Parosmia (again)
Another note about parosmia, but no lies this time. I’ve identified a mystery smell. It’s been more than a year since I had COVID, and my senses of taste and smell are still a bit strange. They are very subdued and muted, by which I mean, smells and tastes are mostly as they are supposed to be, only with very little intensity — that’s the overall state of it — but also a little fucked up, and by fucked up I mean the phenomena, still, of completely new and inexplicable and sometimes horrendous smells and tastes which hit you inside the face with an extreme intensity. It is just incredibly weird.
One in particular has stuck around for me. It smells industrial, like something burning; rubber, or plastic, or some other producer of very dark-smoked, fumey fires. This summer sometimes it’s been so overwhelming I’ve been kind suppressing gag reflex in the street, trying not to make horrid retching noises as I speed home. There are three separate construction projects within two hundred yards of me (every single one of them is a student housing block), and in day-times the noise of them has occasionally been relentless, so I just assumed it was those sites which were also producing this bizarre and disgusting burnt smell. Sometimes it’s not there at all, sometimes it’s overwhelming.
Earlier, the smell was getting too much for me, and I thought I might have to go home again, when the person walking in front of me stopped suddenly and turned around. He was one of the lads from the tyre shop round the corner (if you were wondering: yeah, very). He was smoking a joint.

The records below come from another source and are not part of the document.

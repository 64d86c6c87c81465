//! The cleaned, read-only dataset shared by all chart builds.

use super::DataError;
use crate::data::columns;
use crate::stats::DatasetSummary;
use polars::prelude::*;

/// Cleaned EV population data plus derived summary statistics.
///
/// Owned by the loading path; every consumer works through `&Dataset`.
/// There is no write path after construction.
#[derive(Debug)]
pub struct Dataset {
    df: DataFrame,
    summary: DatasetSummary,
}

impl Dataset {
    pub(crate) fn from_frame(df: DataFrame) -> Result<Self, DataError> {
        let summary = DatasetSummary::from_frame(&df)?;
        Ok(Self { df, summary })
    }

    /// The cleaned rows.
    pub fn frame(&self) -> &DataFrame {
        &self.df
    }

    /// Aggregate statistics computed at load time.
    pub fn summary(&self) -> &DatasetSummary {
        &self.summary
    }

    pub fn row_count(&self) -> usize {
        self.df.height()
    }

    /// Distinct non-null values of a column, sorted for stable display.
    /// Unknown columns yield an empty list.
    pub fn unique_values(&self, column: &str) -> Vec<String> {
        let mut values: Vec<String> = self
            .df
            .column(column)
            .ok()
            .and_then(|col| col.unique().ok())
            .map(|unique| {
                let series = unique.as_materialized_series();
                (0..series.len())
                    .filter_map(|i| {
                        let val = series.get(i).ok()?;
                        if val.is_null() {
                            None
                        } else {
                            Some(val.to_string().trim_matches('"').to_string())
                        }
                    })
                    .collect()
            })
            .unwrap_or_default();
        values.sort();
        values
    }

    /// Names of numeric columns, for summary statistics.
    pub fn numeric_columns(&self) -> Vec<String> {
        self.df
            .get_columns()
            .iter()
            .filter(|col| {
                matches!(
                    col.dtype(),
                    DataType::Float32
                        | DataType::Float64
                        | DataType::Int8
                        | DataType::Int16
                        | DataType::Int32
                        | DataType::Int64
                        | DataType::UInt8
                        | DataType::UInt16
                        | DataType::UInt32
                        | DataType::UInt64
                )
            })
            .map(|col| col.name().to_string())
            .collect()
    }

    /// Min and max model year present, if any year parsed.
    pub fn year_range(&self) -> Option<(i32, i32)> {
        let years = self.df.column(columns::MODEL_YEAR).ok()?.i32().ok()?;
        Some((years.min()?, years.max()?))
    }
}
//! evpop - Electric vehicle population data explorer & chart builder.
//!
//! The crate loads the Washington State EV registration CSV into a cleaned
//! read-only [`Dataset`], then builds declarative [`ChartSpec`] values from
//! `(Dataset, FilterSpec, ChartKind)` inputs. Specs are pure data: they can
//! be serialized as JSON for any front end or rendered to static PNGs with
//! the bundled [`ChartRenderer`].

pub mod charts;
pub mod data;
pub mod filter;
pub mod stats;

pub use charts::{
    Annotation, ChartBuilder, ChartError, ChartKind, ChartRenderer, ChartSpec, Dimension,
    RenderError, Series, SeriesData, Theme,
};
pub use data::{DataError, Dataset, DatasetLoader};
pub use filter::FilterSpec;
pub use stats::{column_summaries, ColumnSummary, DatasetSummary};
//! Statistics module - dataset summaries and descriptive statistics.

mod summary;

pub use summary::{column_summaries, ColumnSummary, DatasetSummary};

And it all fell into place. It’s weed. This smell of burning plastics or electrical fires. I would never have guessed in a million years, it smells so chemical and synthetic. This is how the anosmia or parosmia symptoms, as I’ve had them, are so very weird: the smells aren’t just slight distortions of reality, they completely wrench it into something barely recognizable, barely describable, because you’ve never experienced anything quite like it before, and only by tenuous comparison can you get close to articulate what it’s like. As if something managed to short-circuit your vision into seeing an entirely new colour, one that didn’t exist in the world, and which you’d never seen before. (There was a short story by someone like Wells or LeFanu about a similar idea, the discovery of a new color, which I’m fairly sure was somehow made into a film.)
Before all this, I’d never thought of smells as having texture — I’d encountered them more like single colours. Tastes, maybe, had texture, distinct from the feeling of the actual texture of food. Certainly sounds. But I now my memory of a strong odour of weed or skunk is that it was somehow viscous, a bit like water loosely stirred into molasses. While now I encounter it as having a kind of burr or grain to it, raw and tender, like a textured paving slab, like running your front teeth fast across a woodchipped wall, or like a bassoon in high-register played flutterzunge — or, all of the above with a pulsing electrical current run through it. That last bit, the current, is the thing, really: it’s as if while smelling it, you’re touching an industrial battery, it feels like it’s harming you with a very fast vibration. Disconcerting, and not pleasant.
Around new year I wrote a ‘journal’ of COVID taste/smell which started off true, but then swerved into the wildly unreal. (Entirely accidentally it was a fun test of “who among the people responding to this has read to the end?”) I’m tempted to go back to it, and rework it, because, I mean — maybe some of it wasn’t that wild after all. Even after a year things are still very weird. I hope it fixes itself, but clearly these things take years, and clearly the healing is not linear; it comes and goes, gets better and then gets far worse again. Some tastes are back. Some things are still broken. I miss the taste of olives. And I’m aware that compared to many people — I joined a few online support groups, when it got really bad — I have it, these days, mildly. But I wouldn’t mind if it the smell of weed on the way home didn’t make me feel a little like I was biting down on a small electrical motor which was somehow, also, on fire.